//! Stream and cover-art URL construction.
//!
//! Resources are recomputed for every request: the MIME type depends on the
//! transcoding decision for the requesting profile, and the host address may
//! change between runs. Nothing here is persisted.

use crate::mime::MimeTypeTable;
use musocatalog::Song;
use musoconfig::Config;
use std::sync::Arc;
use tracing::debug;

/// A playback profile a stream is produced for
///
/// The bridge serves anonymous control points, so only the shared "guest"
/// profile is ever resolved here.
#[derive(Debug, Clone, PartialEq, Eq)]
pub struct PlaybackProfile {
    pub id: u32,
    pub name: String,
}

/// Decides the delivered format for a song and profile
///
/// The actual transcoding engine lives with the media server; the directory
/// only needs the resulting suffix to announce a correct MIME type.
pub trait TranscodingDecision: Send + Sync {
    /// The profile used for anonymous UPnP playback
    fn guest_profile(&self) -> PlaybackProfile;

    /// File suffix of the stream that will be delivered for `song`
    fn suffix_for(&self, profile: &PlaybackProfile, song: &Song) -> String;
}

/// No-transcoding default: songs are delivered in their stored format
#[derive(Debug, Clone, Copy, Default)]
pub struct PassthroughTranscoding;

impl TranscodingDecision for PassthroughTranscoding {
    fn guest_profile(&self) -> PlaybackProfile {
        PlaybackProfile {
            id: 0,
            name: "guest".to_string(),
        }
    }

    fn suffix_for(&self, _profile: &PlaybackProfile, song: &Song) -> String {
        song.suffix.clone().unwrap_or_else(|| "mp3".to_string())
    }
}

/// A playable stream reference attached to a song item
#[derive(Debug, Clone, PartialEq, Eq)]
pub struct ResourceDescriptor {
    /// MIME type of the delivered stream, when the suffix is known
    pub mime_type: Option<String>,
    pub url: String,
    /// Pre-formatted duration display string ("4:06")
    pub duration: Option<String>,
}

/// Builds stream and cover-art URLs for the directory
pub struct StreamUrlBuilder {
    base_url: String,
    cover_art_size: u32,
    transcoder: Arc<dyn TranscodingDecision>,
    mime_types: Arc<dyn MimeTypeTable>,
}

impl StreamUrlBuilder {
    /// Builds from explicit host parameters.
    pub fn new(
        host: &str,
        port: u16,
        context_path: &str,
        cover_art_size: u32,
        transcoder: Arc<dyn TranscodingDecision>,
        mime_types: Arc<dyn MimeTypeTable>,
    ) -> Self {
        Self {
            base_url: build_base_url(host, port, context_path),
            cover_art_size,
            transcoder,
            mime_types,
        }
    }

    /// Builds from the configuration, guessing the local IP address.
    pub fn from_config(
        config: &Config,
        transcoder: Arc<dyn TranscodingDecision>,
        mime_types: Arc<dyn MimeTypeTable>,
    ) -> Self {
        Self::new(
            &musoutils::guess_local_ip(),
            config.get_http_port(),
            &config.get_url_context_path(),
            config.get_cover_art_size(),
            transcoder,
            mime_types,
        )
    }

    pub fn base_url(&self) -> &str {
        &self.base_url
    }

    /// Cover-art URL for an album container id
    pub fn cover_art_url(&self, album_object_id: &str) -> String {
        format!(
            "{}cover?id={}&size={}",
            self.base_url, album_object_id, self.cover_art_size
        )
    }

    /// Builds the playable resource for a song under the guest profile.
    pub fn resource_for(&self, song: &Song) -> ResourceDescriptor {
        let profile = self.transcoder.guest_profile();
        let suffix = self.transcoder.suffix_for(&profile, song);
        let mime_type = self.mime_types.lookup(&suffix);
        let url = format!("{}stream?id={}&player={}", self.base_url, song.id, profile.id);
        debug!(url = %url, suffix = %suffix, "Built stream resource");

        ResourceDescriptor {
            mime_type,
            url,
            duration: song.duration.clone(),
        }
    }
}

/// `http://<host>:<port>/[<context>/]`; an empty context path omits the
/// segment entirely.
fn build_base_url(host: &str, port: u16, context_path: &str) -> String {
    let mut url = format!("http://{host}:{port}/");
    let context = context_path.trim_matches('/');
    if !context.is_empty() {
        url.push_str(context);
        url.push('/');
    }
    url
}

#[cfg(test)]
mod tests {
    use super::*;
    use crate::mime::StaticMimeTypes;

    fn builder(context_path: &str) -> StreamUrlBuilder {
        StreamUrlBuilder::new(
            "192.168.1.42",
            4040,
            context_path,
            500,
            Arc::new(PassthroughTranscoding),
            Arc::new(StaticMimeTypes),
        )
    }

    fn song(id: u32, suffix: Option<&str>) -> Song {
        Song {
            id,
            title: "Sexy Boy".to_string(),
            suffix: suffix.map(str::to_string),
            duration: Some("4:58".to_string()),
            ..Song::default()
        }
    }

    #[test]
    fn base_url_without_context_path() {
        assert_eq!(builder("").base_url(), "http://192.168.1.42:4040/");
    }

    #[test]
    fn base_url_with_context_path() {
        assert_eq!(
            builder("musobridge").base_url(),
            "http://192.168.1.42:4040/musobridge/"
        );
        // Surrounding slashes in the configured value are tolerated
        assert_eq!(
            builder("/musobridge/").base_url(),
            "http://192.168.1.42:4040/musobridge/"
        );
    }

    #[test]
    fn stream_url_carries_song_and_profile() {
        let res = builder("").resource_for(&song(101, Some("flac")));
        assert_eq!(res.url, "http://192.168.1.42:4040/stream?id=101&player=0");
        assert_eq!(res.mime_type.as_deref(), Some("audio/flac"));
        assert_eq!(res.duration.as_deref(), Some("4:58"));
    }

    #[test]
    fn unknown_suffix_yields_no_mime_type() {
        struct OddFormat;
        impl TranscodingDecision for OddFormat {
            fn guest_profile(&self) -> PlaybackProfile {
                PlaybackProfile {
                    id: 3,
                    name: "guest".to_string(),
                }
            }
            fn suffix_for(&self, _: &PlaybackProfile, _: &Song) -> String {
                "xyz".to_string()
            }
        }

        let builder = StreamUrlBuilder::new(
            "10.0.0.5",
            8080,
            "",
            500,
            Arc::new(OddFormat),
            Arc::new(StaticMimeTypes),
        );
        let res = builder.resource_for(&song(7, None));
        assert!(res.mime_type.is_none());
        assert_eq!(res.url, "http://10.0.0.5:8080/stream?id=7&player=3");
    }

    #[test]
    fn passthrough_falls_back_to_mp3() {
        let transcoder = PassthroughTranscoding;
        let profile = transcoder.guest_profile();
        assert_eq!(transcoder.suffix_for(&profile, &song(1, None)), "mp3");
        assert_eq!(transcoder.suffix_for(&profile, &song(1, Some("ogg"))), "ogg");
    }

    #[test]
    fn cover_art_url_format() {
        assert_eq!(
            builder("").cover_art_url("al-10"),
            "http://192.168.1.42:4040/cover?id=al-10&size=500"
        );
    }
}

——

Within the material above, transcribe exactly the lines that run from the line holding "use musoconfig::Config;" through the line holding "ever resolved here.".

use musoconfig::Config;
use std::sync::Arc;
use tracing::debug;

/// A playback profile a stream is produced for
///
/// The bridge serves anonymous control points, so only the shared "guest"
/// profile is ever resolved here.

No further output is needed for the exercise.